So I was about a month and a half into my second dose, and I had been having some health problems. I had an appointment with my primary physician and due to being on depo, pregnancy never came up. My doctors’ prognosis was that my gallbladder needed to be removed. As a pre-surgery procedure, they brought me in to have an ultrasound of my gallbladder, only my gallbladder wasn’t where it was supposed to be. So the technician started to look around, which is when she found the little baby inside of me.

I was instantly overcome by so many emotions all at once; joy because I always couldn’t wait to become a mom (the correct way), anger because the boy lost interest in me even though I had sex with him and now I was pregnant with his child, fear because I haven’t even graduated high school yet, and so many more, but most of all dread because I knew my parents were going to kill me.

The technician took a couple of measurements and informed me that the baby was about twenty-three weeks old. She told me that the baby was a boy. She printed me a couple of pictures and then she let me have a few moments before she sent my mother in from the waiting room. When my mom walked in and I told her she simply said “We’ll talk about this at home” and she left.

When she got home from work that night,,, my parents and I sat down and they told me that I was going to have an abortion or I was going to find somewhere else to live. My family had always been very tight, so this hit me like a ton of bricks. Being that I was so far along I had to think fast, as it was there were only a couple clinics in the state that would do a late term abortion at the gestational age I was at, and in less than two weeks even that chance would be gone. With no job, and very little money I knew that there was no real choice, so I agreed to the abortion.

The closest clinic that would do the procedure was still over an hour away so my dad drove me to the clinic. I remember seeing some people at the front of the building protesting the clinic’s work and it made me feel horrible. We entered in the back of the clinic and checked in. After signing consent forms and filling out some paperwork, they took me back for another ultrasound and some other lab work. They then informed me that due to how far along I was the abortion would be a three-,day process, and that I had to be sure this was what I wanted because once they started, there was no going back.

I told them that I was sure and they got started. The first step was to insert several medicated “sticks” into my vaginal canal to start the dilation process. Then they said I was free to go, and to come back the next day. For convenience my father got a hotel room for me to stay up there, and my sister stayed with me. I cried a little bit before I fell asleep that night.

The next day, my sister took me back to the clinic where they removed the older pads and put in new ones and more of them. They told me that I would probably have some pretty bad cramps that night and sent us on our way. They were right. They were worse than any menstrual cramps they brought me to tears. I cried myself to sleep that night.

The next morning, we went back in to the clinic for the last time. I checked in, they had me undress and they put me to sleep. When I woke up,, I was no longer pregnant. They had me get dressed and they sent me home.

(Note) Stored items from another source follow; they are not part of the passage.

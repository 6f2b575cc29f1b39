// Copyright 2025 the Sumi Authors
// SPDX-License-Identifier: Apache-2.0 OR MIT

//! Compositing: placing rendered strokes into layers and merging layers into
//! the display target.
//!
//! Everything downstream of the stroke render works on premultiplied alpha,
//! so each blend mode is a fixed-function [`wgpu::BlendState`] and layer
//! opacity is a single uniform multiplier applied to all channels.

use std::sync::{Arc, Mutex};

use peniko::kurbo::{Affine, Point, Size};
use wgpu::util::DeviceExt;
use wgpu::{CommandEncoder, Device, Queue, RenderPipeline, Texture, TextureView};

use crate::history::{History, HistoryEntry};
use crate::shaders::{QuadShaders, STROKE_FORMAT};
use crate::stroke::BlendMode;

#[repr(C)]
#[derive(Clone, Copy, bytemuck::Pod, bytemuck::Zeroable)]
struct QuadParams {
    /// Quad placement in normalized target coordinates, y-down.
    rect: [f32; 4],
    opacity: f32,
    flip_y: u32,
    pad: [f32; 2],
}

/// A rendered stroke placed on a layer: the stroke texture plus where its
/// bounds sit in canvas space.
#[derive(Debug)]
pub struct Drawable {
    pub texture: Texture,
    view: TextureView,
    /// Canvas position of the texture's top-left corner.
    pub origin: Point,
    /// Canvas extent the texture is mapped onto.
    pub size: Size,
    pub blend_mode: BlendMode,
}

impl Drawable {
    pub fn new(texture: Texture, origin: Point, size: Size, blend_mode: BlendMode) -> Self {
        let view = texture.create_view(&wgpu::TextureViewDescriptor::default());
        Self {
            texture,
            view,
            origin,
            size,
            blend_mode,
        }
    }
}

/// Shared handle to a layer's ordered drawable list; history undo/redo
/// closures hold clones of it.
pub type DrawableList = Arc<Mutex<Vec<Arc<Drawable>>>>;

/// One drawing layer: an FBO-style render target plus the state the layer
/// compositor consumes.
///
/// Layers are created and destroyed by the host's layer-management
/// collaborator; [`StrokeCompositor`] writes strokes into the texture and the
/// drawable list is shared with history undo/redo closures.
pub struct Layer {
    pub opacity: f32,
    pub blend_mode: BlendMode,
    pub visible: bool,
    /// Carried for the host's coordinate transforms; compositing itself
    /// draws layers as full-canvas quads.
    pub transform: Affine,
    texture: Texture,
    view: TextureView,
    width: u32,
    height: u32,
    drawables: DrawableList,
}

impl Layer {
    /// Creates an empty (transparent) layer target of the given pixel size.
    pub fn new(device: &Device, width: u32, height: u32) -> Self {
        let texture = device.create_texture(&wgpu::TextureDescriptor {
            label: Some("sumi.layer"),
            size: wgpu::Extent3d {
                width,
                height,
                depth_or_array_layers: 1,
            },
            mip_level_count: 1,
            sample_count: 1,
            dimension: wgpu::TextureDimension::D2,
            format: STROKE_FORMAT,
            usage: wgpu::TextureUsages::RENDER_ATTACHMENT
                | wgpu::TextureUsages::TEXTURE_BINDING
                | wgpu::TextureUsages::COPY_SRC,
            view_formats: &[],
        });
        let view = texture.create_view(&wgpu::TextureViewDescriptor::default());
        Self {
            opacity: 1.0,
            blend_mode: BlendMode::Normal,
            visible: true,
            transform: Affine::IDENTITY,
            texture,
            view,
            width,
            height,
            drawables: DrawableList::default(),
        }
    }

    pub fn texture(&self) -> &Texture {
        &self.texture
    }

    pub fn size(&self) -> (u32, u32) {
        (self.width, self.height)
    }

    /// Shared handle to the layer's ordered drawable list.
    pub fn drawables(&self) -> DrawableList {
        self.drawables.clone()
    }

    pub fn drawable_count(&self) -> usize {
        self.drawables.lock().expect("drawable list poisoned").len()
    }
}

/// Blend state applied to a premultiplied source under the given mode.
///
/// `Erase` keeps `(Zero, OneMinusSrcAlpha)` on both components: the source
/// color is discarded and its alpha removes paint from the target.
pub(crate) fn blend_state(mode: BlendMode) -> wgpu::BlendState {
    use wgpu::{BlendComponent, BlendFactor, BlendOperation};
    let alpha_over = BlendComponent {
        src_factor: BlendFactor::One,
        dst_factor: BlendFactor::OneMinusSrcAlpha,
        operation: BlendOperation::Add,
    };
    match mode {
        BlendMode::Normal => wgpu::BlendState::PREMULTIPLIED_ALPHA_BLENDING,
        BlendMode::Multiply => wgpu::BlendState {
            color: BlendComponent {
                src_factor: BlendFactor::Dst,
                dst_factor: BlendFactor::OneMinusSrcAlpha,
                operation: BlendOperation::Add,
            },
            alpha: alpha_over,
        },
        BlendMode::Screen => wgpu::BlendState {
            color: BlendComponent {
                src_factor: BlendFactor::One,
                dst_factor: BlendFactor::OneMinusSrc,
                operation: BlendOperation::Add,
            },
            alpha: alpha_over,
        },
        BlendMode::Add => wgpu::BlendState {
            color: BlendComponent {
                src_factor: BlendFactor::One,
                dst_factor: BlendFactor::One,
                operation: BlendOperation::Add,
            },
            alpha: alpha_over,
        },
        BlendMode::Erase => {
            let subtractive = BlendComponent {
                src_factor: BlendFactor::Zero,
                dst_factor: BlendFactor::OneMinusSrcAlpha,
                operation: BlendOperation::Add,
            };
            wgpu::BlendState {
                color: subtractive,
                alpha: subtractive,
            }
        }
    }
}

/// One quad pipeline per blend mode, all targeting the layer format.
struct BlendPipelines {
    normal: RenderPipeline,
    multiply: RenderPipeline,
    screen: RenderPipeline,
    add: RenderPipeline,
    erase: RenderPipeline,
}

impl BlendPipelines {
    fn new(device: &Device, quad: &QuadShaders) -> Self {
        let build = |mode| quad.pipeline(device, STROKE_FORMAT, Some(blend_state(mode)));
        Self {
            normal: build(BlendMode::Normal),
            multiply: build(BlendMode::Multiply),
            screen: build(BlendMode::Screen),
            add: build(BlendMode::Add),
            erase: build(BlendMode::Erase),
        }
    }

    fn for_mode(&self, mode: BlendMode) -> &RenderPipeline {
        match mode {
            BlendMode::Normal => &self.normal,
            BlendMode::Multiply => &self.multiply,
            BlendMode::Screen => &self.screen,
            BlendMode::Add => &self.add,
            BlendMode::Erase => &self.erase,
        }
    }
}

/// Writes finalized strokes into their layer and registers the undoable
/// add/remove with the history collaborator.
pub struct StrokeCompositor {
    quad: QuadShaders,
    pipelines: BlendPipelines,
}

impl StrokeCompositor {
    pub fn new(device: &Device) -> Self {
        let quad = QuadShaders::new(device);
        let pipelines = BlendPipelines::new(device, &quad);
        Self { quad, pipelines }
    }

    /// Draws `drawable` into the layer texture at its canvas position,
    /// appends it to the layer's drawable list, and pushes the undoable
    /// entry.
    pub fn composite(
        &self,
        device: &Device,
        queue: &Queue,
        drawable: &Arc<Drawable>,
        layer: &Layer,
        history: &mut dyn History,
    ) {
        let mut encoder = device.create_command_encoder(&wgpu::CommandEncoderDescriptor {
            label: Some("sumi.stroke_composite"),
        });
        self.draw(device, &mut encoder, drawable, layer);
        queue.submit([encoder.finish()]);

        let drawables = layer.drawables();
        push_drawable(&drawables, drawable);
        let redo_list = drawables.clone();
        let redo_drawable = drawable.clone();
        let undo_drawable = drawable.clone();
        history.push(HistoryEntry {
            label: "stroke",
            redo: Box::new(move || push_drawable(&redo_list, &redo_drawable)),
            undo: Box::new(move || remove_drawable(&drawables, &undo_drawable)),
        });
    }

    fn draw(
        &self,
        device: &Device,
        encoder: &mut CommandEncoder,
        drawable: &Drawable,
        layer: &Layer,
    ) {
        let (width, height) = layer.size();
        let params = uniform(
            device,
            "sumi.stroke_composite",
            &QuadParams {
                rect: [
                    (drawable.origin.x / f64::from(width)) as f32,
                    (drawable.origin.y / f64::from(height)) as f32,
                    (drawable.size.width / f64::from(width)) as f32,
                    (drawable.size.height / f64::from(height)) as f32,
                ],
                opacity: 1.0,
                flip_y: 0,
                pad: [0.0; 2],
            },
        );
        let bind_group = self.quad.bind_group(device, &params, &drawable.view);
        let mut pass = encoder.begin_render_pass(&wgpu::RenderPassDescriptor {
            label: Some("sumi.stroke_composite"),
            color_attachments: &[Some(wgpu::RenderPassColorAttachment {
                view: &layer.view,
                resolve_target: None,
                ops: wgpu::Operations {
                    load: wgpu::LoadOp::Load,
                    store: wgpu::StoreOp::Store,
                },
            })],
            depth_stencil_attachment: None,
            timestamp_writes: None,
            occlusion_query_set: None,
        });
        pass.set_pipeline(self.pipelines.for_mode(drawable.blend_mode));
        pass.set_bind_group(0, &bind_group, &[]);
        pass.draw(0..6, 0..1);
    }
}

fn push_drawable(list: &DrawableList, drawable: &Arc<Drawable>) {
    let mut list = list.lock().expect("drawable list poisoned");
    if !list.iter().any(|d| Arc::ptr_eq(d, drawable)) {
        list.push(drawable.clone());
    }
}

fn remove_drawable(list: &DrawableList, drawable: &Arc<Drawable>) {
    list.lock()
        .expect("drawable list poisoned")
        .retain(|d| !Arc::ptr_eq(d, drawable));
}

/// Merges the visible layers into a composite target and presents the result
/// to the display target.
pub struct LayerCompositor {
    quad: QuadShaders,
    pipelines: BlendPipelines,
    blit: RenderPipeline,
}

impl LayerCompositor {
    pub fn new(device: &Device) -> Self {
        let quad = QuadShaders::new(device);
        let pipelines = BlendPipelines::new(device, &quad);
        let blit = quad.pipeline(device, STROKE_FORMAT, None);
        Self {
            quad,
            pipelines,
            blit,
        }
    }

    /// Recomposes `layers` bottom-to-top into `composite`, then blits the
    /// result to `display`. Invisible and zero-opacity layers are skipped;
    /// `flip_y` flips the final blit for targets with the opposite row
    /// order.
    pub fn composite(
        &self,
        device: &Device,
        queue: &Queue,
        layers: &[Layer],
        composite: &TextureView,
        display: &TextureView,
        flip_y: bool,
    ) {
        let mut encoder = device.create_command_encoder(&wgpu::CommandEncoderDescriptor {
            label: Some("sumi.layer_composite"),
        });
        self.compose(device, &mut encoder, layers, composite);
        self.present(device, &mut encoder, composite, display, flip_y);
        queue.submit([encoder.finish()]);
    }

    fn compose(
        &self,
        device: &Device,
        encoder: &mut CommandEncoder,
        layers: &[Layer],
        target: &TextureView,
    ) {
        let mut draws = Vec::with_capacity(layers.len());
        for layer in layers {
            if !layer.visible || layer.opacity <= 0.0 {
                continue;
            }
            let params = uniform(
                device,
                "sumi.layer_params",
                &QuadParams {
                    rect: [0.0, 0.0, 1.0, 1.0],
                    opacity: layer.opacity.min(1.0),
                    flip_y: 0,
                    pad: [0.0; 2],
                },
            );
            let bind_group = self.quad.bind_group(device, &params, &layer.view);
            draws.push((self.pipelines.for_mode(layer.blend_mode), bind_group));
        }
        let mut pass = encoder.begin_render_pass(&wgpu::RenderPassDescriptor {
            label: Some("sumi.layer_compose"),
            color_attachments: &[Some(wgpu::RenderPassColorAttachment {
                view: target,
                resolve_target: None,
                ops: wgpu::Operations {
                    load: wgpu::LoadOp::Clear(wgpu::Color::TRANSPARENT),
                    store: wgpu::StoreOp::Store,
                },
            })],
            depth_stencil_attachment: None,
            timestamp_writes: None,
            occlusion_query_set: None,
        });
        for (pipeline, bind_group) in &draws {
            pass.set_pipeline(pipeline);
            pass.set_bind_group(0, bind_group, &[]);
            pass.draw(0..6, 0..1);
        }
    }

    fn present(
        &self,
        device: &Device,
        encoder: &mut CommandEncoder,
        composite: &TextureView,
        display: &TextureView,
        flip_y: bool,
    ) {
        let params = uniform(
            device,
            "sumi.present",
            &QuadParams {
                rect: [0.0, 0.0, 1.0, 1.0],
                opacity: 1.0,
                flip_y: u32::from(flip_y),
                pad: [0.0; 2],
            },
        );
        let bind_group = self.quad.bind_group(device, &params, composite);
        let mut pass = encoder.begin_render_pass(&wgpu::RenderPassDescriptor {
            label: Some("sumi.present"),
            color_attachments: &[Some(wgpu::RenderPassColorAttachment {
                view: display,
                resolve_target: None,
                ops: wgpu::Operations {
                    load: wgpu::LoadOp::Clear(wgpu::Color::TRANSPARENT),
                    store: wgpu::StoreOp::Store,
                },
            })],
            depth_stencil_attachment: None,
            timestamp_writes: None,
            occlusion_query_set: None,
        });
        pass.set_pipeline(&self.blit);
        pass.set_bind_group(0, &bind_group, &[]);
        pass.draw(0..6, 0..1);
    }
}

fn uniform<T: bytemuck::Pod>(device: &Device, label: &str, value: &T) -> wgpu::Buffer {
    device.create_buffer_init(&wgpu::util::BufferInitDescriptor {
        label: Some(label),
        contents: bytemuck::bytes_of(value),
        usage: wgpu::BufferUsages::UNIFORM,
    })
}

#[cfg(test)]
mod tests {
    use super::*;
    use wgpu::BlendFactor;

    #[test]
    fn quad_params_match_shader_layout() {
        assert_eq!(std::mem::size_of::<QuadParams>(), 32);
    }

    #[test]
    fn erase_ignores_source_color() {
        let state = blend_state(BlendMode::Erase);
        assert_eq!(state.color.src_factor, BlendFactor::Zero);
        assert_eq!(state.alpha.src_factor, BlendFactor::Zero);
        assert_eq!(state.alpha.dst_factor, BlendFactor::OneMinusSrcAlpha);
    }

    #[test]
    fn normal_is_premultiplied_over() {
        assert_eq!(
            blend_state(BlendMode::Normal),
            wgpu::BlendState::PREMULTIPLIED_ALPHA_BLENDING
        );
    }
}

It was a lot harder to do than I thought it would be. I ended up having to go to therapy for a while. It took me quite some time to come to terms with what I did. I still have the ultrasound pictures. They remind me of the consequences of stupid decisions. And every November, I think about how old my son would have turned. I think about what kind of child he could have become. I think about how different my life would have been. Would I still be where I am now with him? Would my parents have forgiven me? There are millions of what ifs. And so many regrets, but now as a parent myself, I am able to see that my parents had my best interest in mind. I know that as hard as it was for me to go through it, it was probably equally hard for them to make me go through it and also to have to watch me go through it.

I believe that abortion is a woman’s decision, but I do not believe that it should be used as a form of birth control. It is a bigger deal than you might initially think.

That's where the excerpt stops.